Вообще же это моё послание - очередной бред сивой кобылы -пытаюсь писать на работе, в шуме и неразберихе, и синяя книга, как птица (одноименная!), тут же, передо мной.

Целую тебя.

Твоя Аля

’ Речь идет о кн. Osborn Max. Leonid Pasternak. Warschau, 1932 (нем. яз.).

2 В письме А,С. 29 января 1949 г. Б.Л. Пастернак отвечает: «Осип, брат моей матери, дядя, Варя - его жена (все - уже покойные). Этот дядя, доктор Кауфман, был всю жизнь земским врачом в Рязанской губернии, сначала, в незапамятное время в Туме, а потом в Касимове» (Знамя. 2003. № 11. С. 161).

3Станислав Владиславович Ноаковский (1867-1928), по словам Б.Л., был инспектором Московского Строгановского училища, профессором архитектуры, великолепным рисовальщиком.

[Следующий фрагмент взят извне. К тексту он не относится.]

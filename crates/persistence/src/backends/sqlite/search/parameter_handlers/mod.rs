//! Parameter-specific SQL handlers.
//!
//! Each handler produces a condition over the columns of a single
//! `search_index` row. The caller supplies the correlated subquery that
//! binds the row to a resource and parameter name.

mod composite;
mod date;
mod number;
mod quantity;
mod reference;
mod string;
mod token;
mod uri;

pub use composite::CompositeHandler;
pub use date::DateHandler;
pub use number::NumberHandler;
pub use quantity::QuantityHandler;
pub use reference::ReferenceHandler;
pub use string::StringHandler;
pub use token::TokenHandler;
pub use uri::UriHandler;
//! Reference parameter SQL handler.

use crate::search::converters::canonicalize_reference;
use crate::types::{SearchModifier, SearchValue};

use super::super::query_builder::{SqlFragment, SqlParam};

/// Handles reference parameter SQL generation.
///
/// Query values are canonicalised the same way indexed references are, so
/// `Patient/123`, `http://host/fhir/Patient/123`, `urn:uuid:123` and (for a
/// parameter whose only target is `Patient`) `123` all match the same rows.
/// A `:[Type]` modifier requires the stored type to be known.
pub struct ReferenceHandler;

impl ReferenceHandler {
    /// Builds SQL for a reference parameter value.
    ///
    /// `default_type` is the parameter's single declared target, if any.
    pub fn build_sql(
        value: &SearchValue,
        modifier: Option<&SearchModifier>,
        default_type: Option<&str>,
    ) -> SqlFragment {
        if matches!(modifier, Some(SearchModifier::Identifier)) {
            return Self::build_identifier(&value.value);
        }

        let type_modifier = match modifier {
            Some(SearchModifier::Type(t)) => Some(t.as_str()),
            _ => None,
        };

        match canonicalize_reference(&value.value, None, type_modifier.or(default_type)) {
            Some(target) => {
                let mut fragment = SqlFragment::with_params(
                    "reference_id = ?",
                    vec![SqlParam::string(target.id)],
                );
                match (target.resource_type, type_modifier) {
                    (Some(resource_type), Some(t)) => {
                        fragment = fragment.and(SqlFragment::with_params(
                            "reference_type = ?",
                            vec![SqlParam::string(resource_type)],
                        ));
                        fragment = fragment.and(SqlFragment::with_params(
                            "reference_type = ?",
                            vec![SqlParam::string(t)],
                        ));
                    }
                    // Untyped rows (bundle-internal references on a parameter
                    // with several targets) match any typed form of the id.
                    (Some(resource_type), None) => {
                        fragment = fragment.and(SqlFragment::with_params(
                            "reference_type = ? OR reference_type IS NULL",
                            vec![SqlParam::string(resource_type)],
                        ));
                    }
                    (None, _) => {}
                }
                fragment
            }
            None => SqlFragment::with_params(
                "reference_raw = ?",
                vec![SqlParam::string(&value.value)],
            ),
        }
    }

    /// `:identifier` matches `Reference.identifier` rather than the target.
    fn build_identifier(raw: &str) -> SqlFragment {
        match raw.split_once('|') {
            Some((system, value)) if !system.is_empty() => SqlFragment::with_params(
                "token_system = ? AND token_code = ?",
                vec![SqlParam::string(system), SqlParam::string(value)],
            ),
            Some((_, value)) => {
                SqlFragment::with_params("token_code = ?", vec![SqlParam::string(value)])
            }
            None => SqlFragment::with_params("token_code = ?", vec![SqlParam::string(raw)]),
        }
    }
}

4Сидоров А.А. И.Ф. Рерберг. М., 1947.

5 По свидетельству краеведа из Касимова Г.И. Садко, ряд книг по искусству, принадлежавших Кауфманам, поступил в библиотеку Рязанского художественного училища.

З.М. Ширкевич

26 декабря 1948

С новым годом, дорогая Зинуша! В первую очередь здоровья - в первую очередь Вашего и Лилиного, а потом и всех прочих близких.